Habib Dembélé (born 19 April 1962) is a Malian actor, director, and author, and a candidate for the Malian Presidential elections of 2002 and 2018.

Early life and education
Dembélé attended to Malian Institut National des Arts de Bamako (INA) after a school diploma : Etudes Fondamentales (DEF).

Career
Dembélé is an actor, director, and author.

He performs on both stage and screen. He founded the Gouakoulou Company, the Guimba National Company and the Mandenka International Theatre.
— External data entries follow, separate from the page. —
use tokio::sync::mpsc::{unbounded_channel, UnboundedReceiver, UnboundedSender};

use crate::protocol::Message;
use crate::transport::Transport;

/// In-process transport; each half of a [`pair`](InMemoryTransport::pair)
/// receives what the other half sends.
pub struct InMemoryTransport {
    tx: UnboundedSender<Message>,
    rx: UnboundedReceiver<Message>,
}

impl InMemoryTransport {
    pub fn pair() -> (Self, Self) {
        let (tx1, rx1) = unbounded_channel();
        let (tx2, rx2) = unbounded_channel();
        (Self { tx: tx1, rx: rx2 }, Self { tx: tx2, rx: rx1 })
    }
}

#[async_trait::async_trait]
impl Transport for InMemoryTransport {
    async fn send(&mut self, msg: Message) -> anyhow::Result<()> {
        self.tx
            .send(msg)
            .map_err(|_| anyhow::anyhow!("Channel closed"))
    }

    async fn recv(&mut self) -> anyhow::Result<Message> {
        self.rx
            .recv()
            .await
            .ok_or_else(|| anyhow::anyhow!("Channel closed"))
    }
}
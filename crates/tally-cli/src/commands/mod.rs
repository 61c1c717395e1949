//! Command implementations.

pub mod export;
pub mod extract;
pub mod review;
pub mod show;

pub use self::export::execute_export;
pub use self::extract::execute_extract;
pub use self::review::{execute_review, run_review};
pub use self::show::execute_show;
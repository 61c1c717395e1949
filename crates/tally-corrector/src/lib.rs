//! Tally Corrector
//!
//! Interactive, natural-language correction of an extracted transaction list.
//!
//! # Overview
//!
//! The user types free-text edits ("change the 2024-01-15 coffee to -4.20",
//! "delete the duplicate rent payment"). Each edit is sent to an LLM together
//! with the full current list, and the model answers with the complete
//! replacement list. The loop ends when the user types the sentinel (`ok`).
//!
//! # State machine
//!
//! ```text
//!                 command                 valid list
//! AwaitingInput ──────────▶ Interpreting ───────────▶ Updating
//!      ▲   │                     │                       │
//!      │   │ "ok" / EOF          │ failure (list kept)   │
//!      │   ▼                     │                       │
//!      │  Done                   │                       │
//!      └─────────────────────────┴───────────────────────┘
//! ```
//!
//! A failed interpretation never ends the loop and never changes the list;
//! the command surface is told the edit was not applied.
//!
//! # Example Usage
//!
//! ```
//! use tally_corrector::{CorrectionLoop, CorrectorConfig, ScriptedSurface};
//! use tally_llm::MockProvider;
//!
//! let llm = MockProvider::default();
//! llm.push_response(r#"[{"date": "2024-08-11", "description": "test", "amount": 100.0}]"#);
//!
//! let correction = CorrectionLoop::new(llm, CorrectorConfig::default());
//! let mut surface = ScriptedSurface::new([
//!     "add a transaction on 2024-08-11 for 100.00 described as test",
//!     "ok",
//! ]);
//!
//! let summary = correction.run(Vec::new(), &mut surface);
//! assert_eq!(summary.transactions.len(), 1);
//! assert_eq!(summary.edits_applied, 1);
//! ```

#![warn(missing_docs)]

mod config;
mod controller;
mod error;
mod interpreter;
mod prompt;
mod session;

pub use config::CorrectorConfig;
pub use controller::{CommandSurface, CorrectionLoop, CorrectionSummary, ScriptedSurface};
pub use error::CorrectorError;
pub use interpreter::Interpreter;
pub use prompt::PromptBuilder;
pub use session::{CorrectionSession, SessionState, StepOutcome};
He received Mali's Best Actor Award in 1984. His theatre credits include The Strange Destiny of Wangrin, Hyène à jeun and Waari. His film credits include Guimba, le tyran and Finzan (by Cheick Oumar Sissoko), Filon d'or (by Sidi Diabaté) and Macadam Tribu (by Zeca Laplaine). He was also the assistant director on Cheick Oumar's 1997 film La genèse.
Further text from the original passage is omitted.